Come nasce il tuo amore per il cinema?
Fino alla tarda adolescenza il mio accesso al cinema è stato molto limitato, così i pochi film che riuscii a vedere hanno lasciato un segno profondo nella mia immaginazione.
Come riesci a organizzare la troupe e le riprese in luoghi in cui l’uso della macchina fotografica e del video sono strettamente proibiti? Pensiamo a Gerusalemme, Kabul…
In Messico abbiamo un detto: meglio chiedere perdono che permesso. Il trucco sta nell’avere sempre almeno un documento che contiene una qualche forma di sigillo ufficiale. Da lì è possibile negoziare un accordo in caso di problemi.
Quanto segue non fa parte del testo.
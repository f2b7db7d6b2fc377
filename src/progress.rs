//! Progress-callback trait for per-block analysis events.
//!
//! Inject an [`Arc<dyn AnalysisProgressCallback>`] via
//! [`crate::config::AnalysisConfigBuilder::progress_callback`] to receive
//! events as the pipeline classifies each block.
//!
//! # Example
//!
//! ```rust
//! use edgequake_img2email::{AnalysisConfig, AnalysisProgressCallback, AreaKind};
//! use std::sync::{Arc, atomic::{AtomicUsize, Ordering}};
//!
//! struct CountingCallback {
//!     completed: AtomicUsize,
//! }
//!
//! impl AnalysisProgressCallback for CountingCallback {
//!     fn on_block_complete(&self, index: usize, total: usize, kind: AreaKind) {
//!         self.completed.fetch_add(1, Ordering::SeqCst);
//!         eprintln!("block {}/{} → {}", index + 1, total, kind);
//!     }
//! }
//!
//! let config = AnalysisConfig::builder()
//!     .progress_callback(Arc::new(CountingCallback { completed: AtomicUsize::new(0) }))
//!     .build()
//!     .unwrap();
//! ```

use crate::area::AreaKind;
use std::sync::Arc;

/// Called by the analysis pipeline as it processes each block.
///
/// Implementations must be `Send + Sync`: flat blocks are classified
/// concurrently, so `on_block_*` may be called from several tasks at once.
/// All methods default to no-ops.
pub trait AnalysisProgressCallback: Send + Sync {
    /// Called once segmentation is done.
    ///
    /// # Arguments
    /// * `total_blocks` — number of blocks that will be classified
    fn on_analysis_start(&self, total_blocks: usize) {
        let _ = total_blocks;
    }

    /// Called just before a block is classified.
    ///
    /// # Arguments
    /// * `index` — 0-indexed block position (top to bottom)
    /// * `total` — total blocks
    fn on_block_start(&self, index: usize, total: usize) {
        let _ = (index, total);
    }

    /// Called when a block produced a classified area.
    fn on_block_complete(&self, index: usize, total: usize, kind: AreaKind) {
        let _ = (index, total, kind);
    }

    /// Called when a block fell back to a spacer after a failure.
    fn on_block_fallback(&self, index: usize, total: usize, error: &str) {
        let _ = (index, total, error);
    }

    /// Called once after normalization.
    ///
    /// # Arguments
    /// * `total_blocks` — number of blocks classified
    /// * `area_count`   — number of areas in the final list (after merging)
    fn on_analysis_complete(&self, total_blocks: usize, area_count: usize) {
        let _ = (total_blocks, area_count);
    }
}

/// A no-op implementation for callers that don't need progress events.
pub struct NoopProgressCallback;

impl AnalysisProgressCallback for NoopProgressCallback {}

/// Convenience alias matching the type stored in [`crate::config::AnalysisConfig`].
pub type ProgressCallback = Arc<dyn AnalysisProgressCallback>;
/// Re-normalize an existing area list (e.g. one read back from the store).
///
/// Identifiers are preserved; geometry is clamped, defaults are filled and
/// text runs are merged exactly as for fresh classifier output.
pub fn normalize_areas(areas: Vec<Area>, opts: &NormalizeOptions) -> Vec<Area> {
    let areas = areas
        .into_iter()
        .map(|mut area| {
            let (x, y, width, height) = fit_rect(
                f64::from(area.x),
                f64::from(area.y),
                f64::from(area.width),
                f64::from(area.height),
                opts,
            );
            area.x = x;
            area.y = y;
            area.width = width;
            area.height = height;
            let styles = area.styles.take().unwrap_or_default();
            area.styles = apply_style_defaults(area.kind, styles, None);
            area.content = default_content(area.kind, area.content.take());
            area.link = clean_link(area.link.take());
            area
        })
        .collect();
    finish(areas, opts)
}

/// Text colour readable on `background`: black on light, white on dark.
///
/// Luminance is `(0.299·R + 0.587·G + 0.114·B) / 255`; `>= 0.5` counts as
/// light. Unparseable input is treated as black.
pub fn contrast_color(background: &str) -> &'static str {
    let (r, g, b) = hex_to_rgb(background).unwrap_or((0, 0, 0));
    let luminance = (0.299 * f64::from(r) + 0.587 * f64::from(g) + 0.114 * f64::from(b)) / 255.0;
    if luminance >= 0.5 {
        "#000000"
    } else {
        "#ffffff"
    }
}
Inoltre cerco di operare con una squadra piccola e mobile, composta da non più di tre o quattro persone. E ci muoviamo velocemente, ci infiltriamo nei posti, evitando di sostare per più di trenta minuti in ogni location.
Ti sei mai trovato in difficoltà nel realizzare un’opera in territori complessi e di confine?
No, mai.
Come scegli gli interpreti e le figure che partecipano ai tuoi film?
I protagonisti dei miei progetti appartengono sempre al luogo in cui giro. Non esiste nessun pre-casting, soltanto un bando aperto, basato sull’intuizione e sul caso. La relazione del protagonista con la cinepresa è molto importante, naturalmente – se è imbarazzato, ad esempio, mentre viene filmato -, ma è perlopiù una questione di chimica, di comprensione reciproca. I protagonisti devono essere sorpresi quanto lo sono io. Questa condizione riveste un ruolo chiave nella capacità di improvvisare sul film o sullo sviluppo dell’azione.
Cosa ti porta a “camminare” in un luogo piuttosto che in un altro?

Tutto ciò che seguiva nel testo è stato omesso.